What to include in the notice to enter

When you inform tenants of upcoming maintenance or repairs, remember a notice to enter is like any other landlord-tenant legal paperwork. It requires a few specific pieces of information. This information can easily be assembled by a manager or admin but should include:

  • Date and time of entry
  • Full name of tenants at the property
  • Full property address
  • Reason for entry
  • A disclosure that entry will happen whether or not a tenant is home
  • List of who will be entering (just landlord or also repair, delivery or inspections workers)
  • Duration of repair or inspection
  • Guarantee to resecure property after leaving
  • Property manager's signature and name

While the above bullets will ensure that you have legally described your legitimate reason and timing for entry, there are additional steps you can take to keep a strong and friendly relationship with your renters.

Man performing maintenance on apartment kitchen.

Supporting tenants through building maintenance or inspection

No one likes strangers entering their home, and tenants are no different than a standard homeowner. Acknowledging this imposition and making things run as smoothly as possible will benefit all parties. While a landlord can't guarantee all aspects with unknown repairs or third-party consultation, making a good faith effort to do the following can help create a strong landlord-tenant relationship for the future.
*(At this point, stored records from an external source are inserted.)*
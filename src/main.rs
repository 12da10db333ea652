pub mod api;
pub mod health;
pub mod modules;
pub mod shared;
pub use modules::accounts;

use crate::accounts::adapter::outgoing::account_query_postgres::AccountQueryPostgres;
use crate::accounts::adapter::outgoing::account_repository_postgres::AccountRepositoryPostgres;
use crate::accounts::adapter::outgoing::cloud_storage::GcsPictureStore;
use crate::accounts::adapter::outgoing::security::Argon2Hasher;
use crate::accounts::application::domain::identity::LoginIdentity;
use crate::accounts::application::ports::outgoing::{
    password_hasher::PasswordHasher, picture_store::PictureConfig, picture_store::PictureStore,
};
use crate::accounts::application::use_cases::{
    create_account::{CreateAccountUseCase, ICreateAccountUseCase},
    delete_account::{DeleteAccountUseCase, IDeleteAccountUseCase},
    fetch_accounts::{FetchAccountsUseCase, IFetchAccountsUseCase},
    lookup_account::{ILookupAccountUseCase, LookupAccountUseCase},
    update_account::{IUpdateAccountUseCase, UpdateAccountUseCase},
};

use actix_web::{web, App, HttpServer};
use sea_orm::{ConnectOptions, Database};
use std::env;
use std::sync::Arc;
use std::time::Duration;

use tracing::info;
use tracing_subscriber::{layer::SubscriberExt, util::SubscriberInitExt};
use utoipa::OpenApi;
use utoipa_swagger_ui::SwaggerUi;

#[derive(Clone)]
pub struct AppState {
    pub create_account_use_case: Arc<dyn ICreateAccountUseCase + Send + Sync>,
    pub delete_account_use_case: Arc<dyn IDeleteAccountUseCase + Send + Sync>,
    pub fetch_accounts_use_case: Arc<dyn IFetchAccountsUseCase + Send + Sync>,
    pub lookup_account_use_case: Arc<dyn ILookupAccountUseCase + Send + Sync>,
    pub update_account_use_case: Arc<dyn IUpdateAccountUseCase + Send + Sync>,
}

#[actix_web::main]
#[cfg(not(tarpaulin_include))]
async fn start() -> std::io::Result<()> {
    tracing_subscriber::registry()
        .with(
            tracing_subscriber::EnvFilter::try_from_default_env()
                .unwrap_or_else(|_| "info,actix_web=info".into()),
        )
        .with(tracing_subscriber::fmt::layer())
        .init();

    info!("Starting application...");

    // Environtment variable loading
    let env = std::env::var("RUST_ENV").unwrap_or_else(|_| "development".to_string());

    // Try .env.{environment} first, then fall back to .env
    let env_file = format!(".env.{}", env);
    if dotenvy::from_filename(&env_file).is_err() {
        dotenvy::dotenv().ok();
    }

    // Load Env. variables
    let db_url = env::var("DATABASE_URL").expect("DATABASE_URL is not set in .env file");
    let host = env::var("HOST").expect("HOST is not set in .env file");
    let port = env::var("PORT").expect("PORT is not set in .env file");

    let server_url = format!("{host}:{port}");
    println!("Server run on: {}", server_url);

    // Database connection
    let mut opt = ConnectOptions::new(db_url);
    opt.max_connections(50)
        .min_connections(10)
        .connect_timeout(Duration::from_secs(5))
        .acquire_timeout(Duration::from_secs(5))
        .idle_timeout(Duration::from_secs(300))
        .max_lifetime(Duration::from_secs(1800))
        .sqlx_logging(false);

    let conn = Database::connect(opt)
        .await
        .expect("Failed to connect to database");

    let db_arc = Arc::new(conn);

    // Account conventions: email is the login key, lowercased whole;
    // pictures live in the configured user-images bucket.
    let identity = LoginIdentity::email();
    let pictures = PictureConfig::from_env();

    let argon2_password_hasher = Argon2Hasher::from_env();
    let hasher_arc: Arc<dyn PasswordHasher + Send + Sync> = Arc::new(argon2_password_hasher);

    // Create repositories and use cases
    let account_repo = AccountRepositoryPostgres::new(Arc::clone(&db_arc));
    let account_query = AccountQueryPostgres::new(Arc::clone(&db_arc));
    let picture_store: Arc<dyn PictureStore + Send + Sync> = Arc::new(GcsPictureStore::new());

    let create_account_use_case = CreateAccountUseCase::new(
        account_query.clone(),
        account_repo.clone(),
        Arc::clone(&hasher_arc),
        identity.clone(),
        pictures.clone(),
    );
    let delete_account_use_case = DeleteAccountUseCase::new(account_repo.clone());
    let fetch_accounts_use_case = FetchAccountsUseCase::new(account_query.clone());
    let lookup_account_use_case =
        LookupAccountUseCase::new(account_query, identity, Arc::clone(&picture_store));
    let update_account_use_case = UpdateAccountUseCase::new(account_repo, hasher_arc);

    let state = AppState {
        create_account_use_case: Arc::new(create_account_use_case),
        delete_account_use_case: Arc::new(delete_account_use_case),
        fetch_accounts_use_case: Arc::new(fetch_accounts_use_case),
        lookup_account_use_case: Arc::new(lookup_account_use_case),
        update_account_use_case: Arc::new(update_account_use_case),
    };

    // Clone db_arc for use in HttpServer closure
    let db_for_server = Arc::clone(&db_arc);

    HttpServer::new(move || {
        App::new()
            .app_data(web::Data::new(state.clone()))
            .app_data(web::Data::new(Arc::clone(&db_for_server)))
            .configure(init_routes)
            .service(
                SwaggerUi::new("/docs/{_:.*}")
                    .url("/api-docs/openapi.json", api::openapi::ApiDoc::openapi()),
            )
    })
    .bind(server_url)?
    .run()
    .await
}

#[cfg(not(tarpaulin_include))]
fn init_routes(cfg: &mut web::ServiceConfig) {
    // Health
    cfg.service(crate::health::health);
    cfg.service(crate::health::readiness);
    // Placeholder surface
    cfg.service(crate::api::test::test);
}

#[cfg(not(tarpaulin_include))]
fn main() {
    if let Err(e) = start() {
        eprintln!("Error starting app: {e}");
    }
}
/// Normalizer applied to a raw login string before lookup or storage.
pub type NormalizeFn = fn(&str) -> String;

/// Which field is the login key, and how it is normalized.
///
/// Passed to the account services as an ordinary constructor parameter so
/// the identity convention is visible at every wiring site instead of being
/// buried in a framework hook.
#[derive(Clone)]
pub struct LoginIdentity {
    field: &'static str,
    normalize: NormalizeFn,
}

impl LoginIdentity {
    pub fn new(field: &'static str, normalize: NormalizeFn) -> Self {
        Self { field, normalize }
    }

    /// The convention used by this backend: email, lowercased whole.
    pub fn email() -> Self {
        Self::new("email", |raw| raw.to_lowercase())
    }

    pub fn field(&self) -> &'static str {
        self.field
    }

    pub fn normalize(&self, raw: &str) -> String {
        (self.normalize)(raw)
    }
}

impl std::fmt::Debug for LoginIdentity {
    fn fmt(&self, f: &mut std::fmt::Formatter<'_>) -> std::fmt::Result {
        f.debug_struct("LoginIdentity")
            .field("field", &self.field)
            .finish()
    }
}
  • Ask the tenant to let you know right away if the time and date don't work. While it's not always possible to reschedule, an attempt to accommodate it can promote significant goodwill.
  • Check with your tenants about pets or very young children. Changing a routine is difficult and your tenant will appreciate your efforts.
  • Be as precise as possible in your entry time. Try to keep your windows of entry within a few hours instead of an entire day or two. This makes it easier for tenants to rearrange their schedules and keep areas clean and open.
  • Perform routine maintenance at regular times. If your pest control comes on the 5th of every 3rd month and you clean the gutters at each time change, your long-term tenants can plan in advance.
  • Acknowledge health protocols. While the government is dropping many COVID PPE requirements nationally, this doesn't mean your tenant is comfortable with people entering without a mask or touching items in their home without washing their hands or properly sanitizing. It's possible your tenant is immune-compromised or has children too young to vaccinate and wish for you to go that extra mile for health and safety.
  • Send a text or email to let tenants know there's a letter informing them of maintenance. Sometimes, people need an additional reminder even if it isn't official.

Keep it courteous

Simple choices and accommodations can help make your planned maintenance, repairs and inspections go smoothly. Always follow the law "to the letter." Provide written and official notice including relevant dates, times, places and procedures. This will inform your tenants of upcoming maintenance, inspections and renovations. Follow the rules of courtesy as you're able to help maintain a happy landlord-tenant relationship, as well.

The information contained in this article does not, and is not intended to, constitute legal or financial advice. Readers are encouraged to seek professional financial or legal advice as they may deem it necessary.